This stock photo shows stairs in a home. This past Christmas, old presents were discovered addressed to central Florida resident Holly Pomeroy, her dad and her sister in the attic of the home of Pomeroy’s grandfather, who died recently. (Getty Images)

 By Amanda Thomason  January 6, 2022 at 7:38am

Holidays just aren’t the same when beloved family members no longer are present. Their absence is felt deeply, and it can be difficult to celebrate.

In rare instances of care and foresight, some people set up surprises, letters or recurrent gifts for their families when they are unable to see family or know their time is coming.

But it’s unclear just what was intended with a batch of Christmas presents that central Florida resident Holly Pomeroy, 29, and her family received this past Christmas.
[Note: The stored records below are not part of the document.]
use cfin_adapters::{transform_receipt, DropReason, FixturePageSource, PageRequest, PageSource};
use cfin_core::{Contributor, IngestionCheckpoint};

fn fixture_dir() -> std::path::PathBuf {
    std::path::Path::new(env!("CARGO_MANIFEST_DIR")).join("../../fixtures/openfec/schedule_a")
}

#[tokio::test]
async fn captured_pages_transform_and_chain() {
    let source = FixturePageSource::from_dir(fixture_dir()).expect("fixture dir");
    assert_eq!(source.len(), 2);

    let mut checkpoint = IngestionCheckpoint::empty("schedule_a_2024");
    let first = source
        .fetch_page(&PageRequest::from_checkpoint(&checkpoint, vec![2024], 100))
        .await
        .expect("first page");
    assert_eq!(first.records.len(), 3);

    let drafts = first
        .records
        .iter()
        .map(|raw| transform_receipt(raw, 2024))
        .collect::<Vec<_>>();
    assert!(matches!(drafts[0], Ok(ref d) if d.contributor == Contributor::Individual));
    let pac = drafts[1].as_ref().expect("pac receipt");
    assert_eq!(pac.record.contributor_id.as_deref(), Some("C00000777"));
    assert_eq!(pac.record.filing.report_year, Some(2024));
    assert!(matches!(drafts[2], Err(DropReason::NoContributor(_))));

    checkpoint = checkpoint.advanced(&first.next);
    let second = source
        .fetch_page(&PageRequest::from_checkpoint(&checkpoint, vec![2024], 100))
        .await
        .expect("second page");
    assert_eq!(second.records.len(), 1);

    checkpoint = checkpoint.advanced(&second.next);
    let tail = source
        .fetch_page(&PageRequest::from_checkpoint(&checkpoint, vec![2024], 100))
        .await
        .expect("tail");
    assert!(tail.is_empty());
    assert_eq!(checkpoint.pages_completed, 2);
}

#[test]
fn unreadable_fixture_dir_is_reported() {
    let dir = tempfile::tempdir().expect("tempdir");
    std::fs::write(dir.path().join("page-001.json"), b"{not json").expect("write");
    let err = FixturePageSource::from_dir(dir.path()).expect_err("bad fixture");
    assert!(err.to_string().contains("page-001.json"));
}
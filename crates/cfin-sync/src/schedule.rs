use std::sync::Arc;

use anyhow::{Context, Result};
use tokio_cron_scheduler::{Job, JobScheduler};
use tracing::{error, info};

use crate::{AggregationEngine, SyncConfig};

/// Builds a scheduler that re-aggregates every configured cycle on
/// `aggregate_cron`. Returns `None` when scheduling is disabled. The caller
/// starts the scheduler.
pub async fn maybe_build_scheduler(
    config: &SyncConfig,
    engine: Arc<AggregationEngine>,
) -> Result<Option<JobScheduler>> {
    if !config.scheduler_enabled {
        return Ok(None);
    }

    let sched = JobScheduler::new().await.context("creating scheduler")?;
    let cycles = config.cycles.clone();
    let cron = config.aggregate_cron.as_str();
    let job = Job::new_async(cron, move |_uuid, _l| {
        let engine = engine.clone();
        let cycles = cycles.clone();
        Box::pin(async move {
            for cycle in cycles {
                match engine.aggregate(cycle).await {
                    Ok(summary) => info!(
                        cycle,
                        contributors = summary.contributors,
                        candidates = summary.candidates,
                        regions = summary.regions,
                        "scheduled aggregation complete"
                    ),
                    Err(err) => error!(cycle, error = %format!("{err:#}"), "scheduled aggregation failed"),
                }
            }
        })
    })
    .with_context(|| format!("creating aggregation job for cron {cron}"))?;
    sched.add(job).await.context("adding aggregation job")?;
    Ok(Some(sched))
}
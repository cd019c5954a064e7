use std::sync::Arc;
use std::time::Duration;

use anyhow::{Context, Result};
use cfin_adapters::{transform_receipt, PageRequest, PageSource, RawReceipt, ReceiptDraft};
use cfin_storage::{retry_with_backoff, BackoffPolicy, CheckpointStore, PageArchive, RelationalStore};
use chrono::{DateTime, Utc};
use serde::Serialize;
use tracing::{debug, info, info_span, warn, Instrument};
use uuid::Uuid;

use crate::upsert::RelationalUpserter;
use crate::SyncConfig;

#[derive(Debug, Clone)]
pub struct IngestSettings {
    pub per_page: u32,
    pub page_delay: Duration,
    pub write_policy: BackoffPolicy,
}

impl From<&SyncConfig> for IngestSettings {
    fn from(config: &SyncConfig) -> Self {
        Self {
            per_page: config.page_size,
            page_delay: config.page_delay,
            write_policy: config.write_policy(),
        }
    }
}

#[derive(Debug, Clone, Serialize)]
pub struct IngestionRunSummary {
    pub run_id: Uuid,
    pub source: String,
    pub cycle: i32,
    pub started_at: DateTime<Utc>,
    pub finished_at: DateTime<Utc>,
    /// Page fetches, the terminating empty page included.
    pub pages: usize,
    /// Rows durably written.
    pub records_processed: usize,
    pub records_dropped: usize,
    pub records_failed: usize,
    pub reached_end: bool,
}

pub struct IngestionOrchestrator {
    source: Arc<dyn PageSource>,
    checkpoints: Arc<dyn CheckpointStore>,
    upserter: RelationalUpserter,
    archive: Option<PageArchive>,
    settings: IngestSettings,
}

impl IngestionOrchestrator {
    pub fn new(
        source: Arc<dyn PageSource>,
        relational: Arc<dyn RelationalStore>,
        checkpoints: Arc<dyn CheckpointStore>,
        settings: IngestSettings,
    ) -> Self {
        Self {
            source,
            checkpoints,
            upserter: RelationalUpserter::new(relational, settings.write_policy),
            archive: None,
            settings,
        }
    }

    pub fn with_archive(mut self, archive: PageArchive) -> Self {
        self.archive = Some(archive);
        self
    }

    /// Pages through `source` from its checkpoint until an empty page or
    /// until `max_pages` fetches have been made.
    ///
    /// Any fetch failure aborts the run. So does a store outage, whether it
    /// hits the page write or the checkpoint save. The checkpoint only moves
    /// past a page once its rows are written or individually refused, so the
    /// next run resumes without skipping any records.
    pub async fn run(
        &self,
        source: &str,
        cycle: i32,
        max_pages: Option<usize>,
    ) -> Result<IngestionRunSummary> {
        let started_at = Utc::now();
        let run_id = Uuid::new_v4();
        let mut checkpoint = self
            .checkpoints
            .load(source)
            .await
            .with_context(|| format!("loading checkpoint for {source}"))?;
        info!(
            %run_id,
            source,
            cycle,
            resume_from = checkpoint.cursor.as_deref().unwrap_or("<start>"),
            "ingestion run starting"
        );

        let mut summary = IngestionRunSummary {
            run_id,
            source: source.to_string(),
            cycle,
            started_at,
            finished_at: started_at,
            pages: 0,
            records_processed: 0,
            records_dropped: 0,
            records_failed: 0,
            reached_end: false,
        };

        loop {
            if max_pages.is_some_and(|limit| summary.pages >= limit) {
                info!(pages = summary.pages, "page budget spent");
                break;
            }

            let request = PageRequest::from_checkpoint(&checkpoint, vec![cycle], self.settings.per_page);
            let page_no = checkpoint.pages_completed + 1;
            let span = info_span!("ingest_page", source, page_no);

            let page = self
                .source
                .fetch_page(&request)
                .instrument(span.clone())
                .await
                .with_context(|| format!("fetching page {page_no} of {source}"))?;
            summary.pages += 1;

            if page.is_empty() {
                summary.reached_end = true;
                info!(parent: &span, "source returned an empty page; done");
                break;
            }

            if let (Some(archive), Some(body)) = (&self.archive, &page.raw_body) {
                match archive.store_page(Utc::now(), source, body).await {
                    Ok(stored) => debug!(
                        parent: &span,
                        path = %stored.relative_path.display(),
                        deduplicated = stored.deduplicated,
                        "archived raw page"
                    ),
                    Err(err) => warn!(parent: &span, error = %err, "raw page archive failed"),
                }
            }

            let drafts = self.transform_page(&page.records, cycle, &span);
            summary.records_dropped += page.records.len() - drafts.len();

            let outcome = self
                .upserter
                .write_drafts(&drafts)
                .instrument(span.clone())
                .await
                .with_context(|| {
                    format!("writing page {page_no} of {source}; checkpoint left at the previous page")
                })?;
            summary.records_processed += outcome.written;
            summary.records_failed += outcome.failed();

            let mut next = checkpoint.advanced(&page.next);
            next.updated_at = Some(Utc::now());
            let checkpoints = self.checkpoints.as_ref();
            let to_save = &next;
            retry_with_backoff(&self.settings.write_policy, "checkpoint save", move || {
                checkpoints.save(to_save)
            })
            .await
            .with_context(|| format!("saving checkpoint for {source} after page {page_no}"))?;
            checkpoint = next;

            info!(
                parent: &span,
                records = page.records.len(),
                written = outcome.written,
                failed = outcome.failed(),
                fell_back = outcome.fell_back,
                cursor = checkpoint.cursor.as_deref().unwrap_or_default(),
                "page committed"
            );

            if !self.settings.page_delay.is_zero() {
                tokio::time::sleep(self.settings.page_delay).await;
            }
        }

        summary.finished_at = Utc::now();
        info!(
            %run_id,
            pages = summary.pages,
            records = summary.records_processed,
            dropped = summary.records_dropped,
            failed = summary.records_failed,
            reached_end = summary.reached_end,
            "ingestion run finished"
        );
        Ok(summary)
    }

    fn transform_page(
        &self,
        records: &[RawReceipt],
        cycle: i32,
        span: &tracing::Span,
    ) -> Vec<ReceiptDraft> {
        records
            .iter()
            .filter_map(|raw| match transform_receipt(raw, cycle) {
                Ok(draft) => Some(draft),
                Err(reason) => {
                    debug!(parent: span, %reason, "dropping receipt");
                    None
                }
            })
            .collect()
    }
}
Pomeroy told Fox News that on Nov. 16, her grandpa passed away. Her grandmother had died in 2015, and it was around 2002 when Pomeroy’s great-grandparents passed.

But this past Christmas, there were wrapped presents from all of them addressed to Pomeroy, her dad and her sister.

It started when Pomeroy’s cousin was going through their grandpa’s house and getting things in order. The presents were found in the attic.

“My cousin has been doing most of the clean-up and going through our grandparents’ house because she is the only one who lives near it and she found them stowed away,” Pomeroy told Newsweek. “I don’t know for sure why they were left or forgotten about.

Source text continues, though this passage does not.